En algún momento libre durante el día ¿te has detenido a pensar por qué tomas ciertas decisiones? ¿Por qué a veces alcanzas o cumples una meta y otra no? Lo hemos dicho antes, no es cuestión de suerte ni de “desear” o “anhelar””: detrás de cada acto humano hay una fuerza que no se ve, una especie de faro interior que dirige nuestra vida. Esa fuerza es la voluntad, y como cualidad de ésta, la libertad, apoyadas en la inteligencia o intelecto.

En un mundo donde la enseñanza, erróneamente, va en el sentido de que las emociones y los instintos parecen dominar las decisiones cotidianas, es fundamental entender la diferencia de la voluntad, la libertad y la inteligencia (intelecto); respecto a las emociones, cada vez, son menos quienes reflexionan sobre la fuerza interior que realmente dirige nuestra conducta.

La voluntad como facultad no es una mera inclinación o un impulso ciego, es el poder racional que permite al ser humano actuar con conocimiento del fin que persigue, el motor silencioso que hace posible la libertad interior y, en última instancia, la formación de la personalidad.

La voluntad es, ante todo, una facultad consciente y reflexiva. A diferencia del instinto que es una reacción automática, espontanea sin reflexión previa alguna; por el contrario, por la voluntad deliberamos, decidimos y ejecutamos. De este modo, sabemos que no solo actuamos, sino porqué procedemos así y, aún más, por qué me puedo abstener de obrar en un sentido u otro.

La voluntad es poco entendida por las personas hoy, sin embargo, no por eso deja de ser una de las manifestaciones más elevadas del dominio de sí mismo, sin esta no habría mando en nosotros; por ello desde la filosofía clásica, la filosofía moral o ética, la psicología racional, hasta la antropología filosófica, reconocen que la voluntad no se limita a mover el cuerpo o a ejecutar órdenes racionales, sino que orienta toda la vida psíquica.

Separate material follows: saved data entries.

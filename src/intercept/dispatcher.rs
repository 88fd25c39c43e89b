use std::sync::Arc;
use std::time::Instant;

use crate::metrics::MetricsEmitter;

// ─── Bindings ────────────────────────────────────────────────────

/// Namespace and reportable operations of one resource kind.
#[derive(Debug)]
pub struct Binding {
    /// Dotted key segment, e.g. "connection"
    pub namespace: &'static str,
    /// Operation names that get timed; everything else is only forwarded
    pub reportable: &'static [&'static str],
}

impl Binding {
    pub fn reports(&self, operation: &str) -> bool {
        self.reportable.contains(&operation)
    }
}

const STATEMENT_OPERATIONS: &[&str] = &["execute", "executeBatch", "executeQuery", "executeUpdate"];

pub static CONNECTION: Binding = Binding {
    namespace: "connection",
    reportable: &[
        "commit",
        "createStatement",
        "getMetadata",
        "prepareCall",
        "prepareStatement",
        "rollback",
    ],
};

pub static STATEMENT: Binding = Binding {
    namespace: "statement",
    reportable: STATEMENT_OPERATIONS,
};

pub static PREPARED_STATEMENT: Binding = Binding {
    namespace: "statement",
    reportable: STATEMENT_OPERATIONS,
};

pub static CALLABLE_STATEMENT: Binding = Binding {
    namespace: "statement",
    reportable: STATEMENT_OPERATIONS,
};

// ─── Sampling decision ───────────────────────────────────────────

/// Outcome of the per-call sampling gate.
#[derive(Debug, Clone, Copy, PartialEq, Eq)]
pub enum Sampling {
    Sampled,
    Skipped,
}

impl Sampling {
    pub fn is_sampled(self) -> bool {
        self == Self::Sampled
    }
}

impl From<bool> for Sampling {
    fn from(sampled: bool) -> Self {
        if sampled {
            Self::Sampled
        } else {
            Self::Skipped
        }
    }
}

// ─── Dispatcher ──────────────────────────────────────────────────

/// Times the reportable operations of one wrapped resource.
///
/// A dispatcher created with [`Dispatcher::top_level`] draws a fresh
/// decision for every call. One created with [`Dispatcher::inherit`] reuses
/// the decision of the call that produced its resource, so a connection
/// call and the statements it spawned are reported as one unit.
#[derive(Clone)]
pub struct Dispatcher {
    emitter: Arc<MetricsEmitter>,
    binding: &'static Binding,
    inherited: Option<Sampling>,
}

impl Dispatcher {
    pub fn top_level(emitter: Arc<MetricsEmitter>, binding: &'static Binding) -> Self {
        Self {
            emitter,
            binding,
            inherited: None,
        }
    }

    pub fn inherit(
        emitter: Arc<MetricsEmitter>,
        binding: &'static Binding,
        decision: Sampling,
    ) -> Self {
        Self {
            emitter,
            binding,
            inherited: Some(decision),
        }
    }

    pub fn binding(&self) -> &'static Binding {
        self.binding
    }

    pub fn emitter(&self) -> &Arc<MetricsEmitter> {
        &self.emitter
    }

    /// Decision for the call about to start.
    pub fn decide(&self) -> Sampling {
        self.inherited
            .unwrap_or_else(|| Sampling::from(self.emitter.should_sample()))
    }

    /// Decide, then run `call` through [`Dispatcher::dispatch_with`].
    pub fn dispatch<T, E>(
        &self,
        operation: &'static str,
        call: impl FnOnce() -> Result<T, E>,
    ) -> Result<T, E> {
        self.dispatch_with(self.decide(), operation, call)
    }

    /// Run `call` under an already made decision. The delegate's result,
    /// `Err` included, comes back untouched.
    pub fn dispatch_with<T, E>(
        &self,
        decision: Sampling,
        operation: &'static str,
        call: impl FnOnce() -> Result<T, E>,
    ) -> Result<T, E> {
        let _timer = self.start_timer(decision, operation);
        call()
    }

    fn start_timer(&self, decision: Sampling, operation: &'static str) -> Option<CallTimer<'_>> {
        if decision.is_sampled() && self.binding.reports(operation) {
            Some(CallTimer {
                dispatcher: self,
                operation,
                start: Instant::now(),
            })
        } else {
            None
        }
    }
}

impl std::fmt::Debug for Dispatcher {
    fn fmt(&self, f: &mut std::fmt::Formatter<'_>) -> std::fmt::Result {
        f.debug_struct("Dispatcher")
            .field("namespace", &self.binding.namespace)
            .field("inherited", &self.inherited)
            .finish()
    }
}

/// Reports on drop, so success, error and unwind all produce the timing.
struct CallTimer<'a> {
    dispatcher: &'a Dispatcher,
    operation: &'static str,
    start: Instant,
}

impl Drop for CallTimer<'_> {
    fn drop(&mut self) {
        let elapsed = self.start.elapsed();
        let emitter = &self.dispatcher.emitter;
        let namespace = self.dispatcher.binding.namespace;

        if emitter.counts_calls() {
            emitter.report_count(&format!("{namespace}.{}.count", self.operation));
        }
        emitter.report_timing(&format!("{namespace}.{}.timing", self.operation), elapsed);
    }
}
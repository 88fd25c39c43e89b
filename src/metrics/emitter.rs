use std::time::Duration;

use parking_lot::{Mutex, RwLock};
use rand::rngs::StdRng;
use rand::{Rng, RngCore, SeedableRng};

use super::buffer::{Flush, SampleBuffer};
use super::transport::{Transport, UdpTransport};
use super::MetricSample;
use crate::config::{EmitterConfig, FlushPolicy, TimingUnit};
use crate::error::ConfigError;

// ─── Public types ────────────────────────────────────────────────

/// Thread-safe StatsD reporter shared by every instrumented resource.
/// Dispatchers call `should_sample()` and `report_*()`, nothing else.
pub struct MetricsEmitter {
    settings: RwLock<Settings>,
    channel: Mutex<Channel>,
    rng: Mutex<Box<dyn RngCore + Send>>,
}

// ─── Internal state ──────────────────────────────────────────────

struct Settings {
    prefix: String,
    sample_rate: f64,
    count_calls: bool,
    timing_unit: TimingUnit,
    flush_policy: FlushPolicy,
}

/// Buffer and transport change together or not at all.
struct Channel {
    destination: String,
    transport: Box<dyn Transport>,
    buffer: SampleBuffer,
}

impl Settings {
    fn from_config(config: &EmitterConfig) -> Self {
        Self {
            prefix: config.prefix.clone(),
            sample_rate: config.sample_rate,
            count_calls: config.count_calls,
            timing_unit: config.timing_unit,
            flush_policy: config.flush_policy,
        }
    }
}

// ─── MetricsEmitter impl ─────────────────────────────────────────

impl MetricsEmitter {
    /// Resolve the collector, open a UDP socket, seed sampling from entropy.
    pub fn configure(config: &EmitterConfig) -> Result<Self, ConfigError> {
        config.validate()?;
        let endpoint = config.endpoint();
        let transport = UdpTransport::open(endpoint.resolve()?)?;

        tracing::debug!(
            endpoint = %endpoint,
            target = %transport.target(),
            prefix = %config.prefix,
            sample_rate = config.sample_rate,
            "Configured StatsD emitter"
        );

        Ok(Self::with_parts(
            config,
            Box::new(transport),
            Box::new(StdRng::from_entropy()),
        ))
    }

    /// Assemble from an existing transport and random source.
    pub fn with_parts(
        config: &EmitterConfig,
        transport: Box<dyn Transport>,
        rng: Box<dyn RngCore + Send>,
    ) -> Self {
        Self {
            settings: RwLock::new(Settings::from_config(config)),
            channel: Mutex::new(Channel {
                destination: transport.destination(),
                transport,
                buffer: SampleBuffer::new(),
            }),
            rng: Mutex::new(rng),
        }
    }

    /// Swap in a new collector and settings. Lines staged for the old
    /// collector are flushed to it first.
    pub fn reconfigure(&self, config: &EmitterConfig) -> Result<(), ConfigError> {
        config.validate()?;
        let transport = UdpTransport::open(config.endpoint().resolve()?)?;
        self.replace_transport(config, Box::new(transport));
        Ok(())
    }

    /// Settings are locked before the channel, here and in `send`, so no
    /// sample built from the old settings reaches the new transport.
    pub(crate) fn replace_transport(&self, config: &EmitterConfig, transport: Box<dyn Transport>) {
        let mut settings = self.settings.write();
        {
            let mut channel = self.channel.lock();
            let Channel {
                destination,
                transport: old,
                buffer,
            } = &mut *channel;
            let outcome = buffer.flush(old.as_ref());
            log_flush(&outcome, "<pending>", destination);

            *destination = transport.destination();
            *old = transport;
        }
        *settings = Settings::from_config(config);
        drop(settings);

        tracing::debug!(
            prefix = %config.prefix,
            sample_rate = config.sample_rate,
            "Reconfigured StatsD emitter"
        );
    }

    /// Report `<prefix><key>:1|c`.
    pub fn report_count(&self, key: &str) -> bool {
        self.send(|s| MetricSample::counter(format!("{}{}", s.prefix, key), s.sample_rate))
    }

    /// Report `<prefix><key>:<elapsed>|ms` in the configured unit.
    pub fn report_timing(&self, key: &str, elapsed: Duration) -> bool {
        self.send(|s| {
            MetricSample::timing(
                format!("{}{}", s.prefix, key),
                s.timing_unit.convert(elapsed),
                s.sample_rate,
            )
        })
    }

    /// One-shot gate for a top-level call.
    pub fn should_sample(&self) -> bool {
        let rate = self.settings.read().sample_rate;
        if rate >= 1.0 {
            return true;
        }
        if rate <= 0.0 {
            return false;
        }
        self.rng.lock().gen::<f64>() <= rate
    }

    /// Push out whatever is staged. Only useful with `FlushPolicy::Capacity`.
    pub fn flush(&self) -> bool {
        let mut channel = self.channel.lock();
        let Channel {
            destination,
            transport,
            buffer,
        } = &mut *channel;
        let outcome = buffer.flush(transport.as_ref());
        log_flush(&outcome, "<pending>", destination);
        !outcome.is_failure()
    }

    pub fn sample_rate(&self) -> f64 {
        self.settings.read().sample_rate
    }

    pub fn prefix(&self) -> String {
        self.settings.read().prefix.clone()
    }

    pub fn counts_calls(&self) -> bool {
        self.settings.read().count_calls
    }

    pub fn destination(&self) -> String {
        self.channel.lock().destination.clone()
    }

    // ── Send path ───────────────────────────────────────────────

    /// Build, stage and maybe flush while holding the settings the sample
    /// was built from.
    fn send(&self, build: impl FnOnce(&Settings) -> MetricSample) -> bool {
        let settings = self.settings.read();
        let policy = settings.flush_policy;
        let line = build(&settings).encode();

        let mut channel = self.channel.lock();
        let Channel {
            destination,
            transport,
            buffer,
        } = &mut *channel;

        let staged = buffer.append(line.as_bytes(), transport.as_ref());
        log_flush(&staged, &line, destination);
        if staged.is_failure() {
            return false;
        }

        match policy {
            FlushPolicy::Eager => {
                let sent = buffer.flush(transport.as_ref());
                log_flush(&sent, &line, destination);
                sent.is_sent()
            }
            FlushPolicy::Capacity => true,
        }
    }
}

fn log_flush(outcome: &Flush, stat: &str, destination: &str) {
    match outcome {
        Flush::Empty => {}
        Flush::Sent(bytes) => {
            tracing::trace!(stat, destination, bytes, "Sent datagram to collector");
        }
        Flush::Short { sent, offered } => {
            tracing::warn!(
                stat,
                destination,
                sent,
                offered,
                "Could not send entire datagram to collector"
            );
        }
        Flush::Failed(e) => {
            tracing::warn!(stat, destination, error = %e, "Could not send stat to collector");
        }
    }
}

A decir del doctor Jesús Ambriz[1], la voluntad en la vida psíquica es muy amplia, pues mueve a obrar a los sentidos para que se fijen con atención en los objetos: al entendimiento, para atender, reflexionar y juzgar; a la imaginación, para combinar los datos conocidos; a la afectividad, para amar u odiar; a la capacidad motriz, para alcanzar lo deseado; a ella misma, para realizar su propio acto.

Por eso, la educación de la voluntad, desde niños, es una tarea esencial de toda formación integral. Educar, de “Educere”, es como sacar o aprovechar todas las posibilidades que ofrece el ser humano para dar de sí, en provecho propio y de los demás, en palabras coloquiales es formar: la inteligencia para la verdad, la voluntad y el corazón para el bien, de una manera integral, siguiendo las normas de la ley moral[2], entre otras, esto permite aprender a actuar con firmeza cuando es necesario, y a resistir o aplazar el impulso cuando conviene.

Una formación integral de la persona comprende no solo las emociones, los sentimientos, los instintos, las conductas y el contexto social; incluye la comprensión de relación entre la voluntad y la inteligencia, esta segunda, ilumina el camino, pero es la voluntad la que lo recorre. Cuando la inteligencia reconoce un bien, es decir, un ideal, un valor, una virtud, una meta, aviva la voluntad para alcanzarlo, luego ésta sostiene el esfuerzo emprendido, acomete ante la dificultad y da continuidad a los propósitos o metas fijadas. Entonces, entender y querer es la base de la formación de la personalidad, pero también del progreso de la sociedad, del arte, de la ciencia y de toda auténtica madurez moral.

Educar la voluntad, cultivar la libertad interior y orientar las pasiones hacia el bien, no son metas obsoletas ni discursos morales del pasado como hoy se enseña: son los pilares sobre los cuales se sostiene toda vida plena, toda sociedad verdaderamente humana.

[1] Ambriz, J. MEDICINA HUMANÍSTICA. (2022). Editorial Folia. Pág. 150.

[2] Peinador, A. Tratado de Moral Profesional. Editorial BAC. Pág. 434.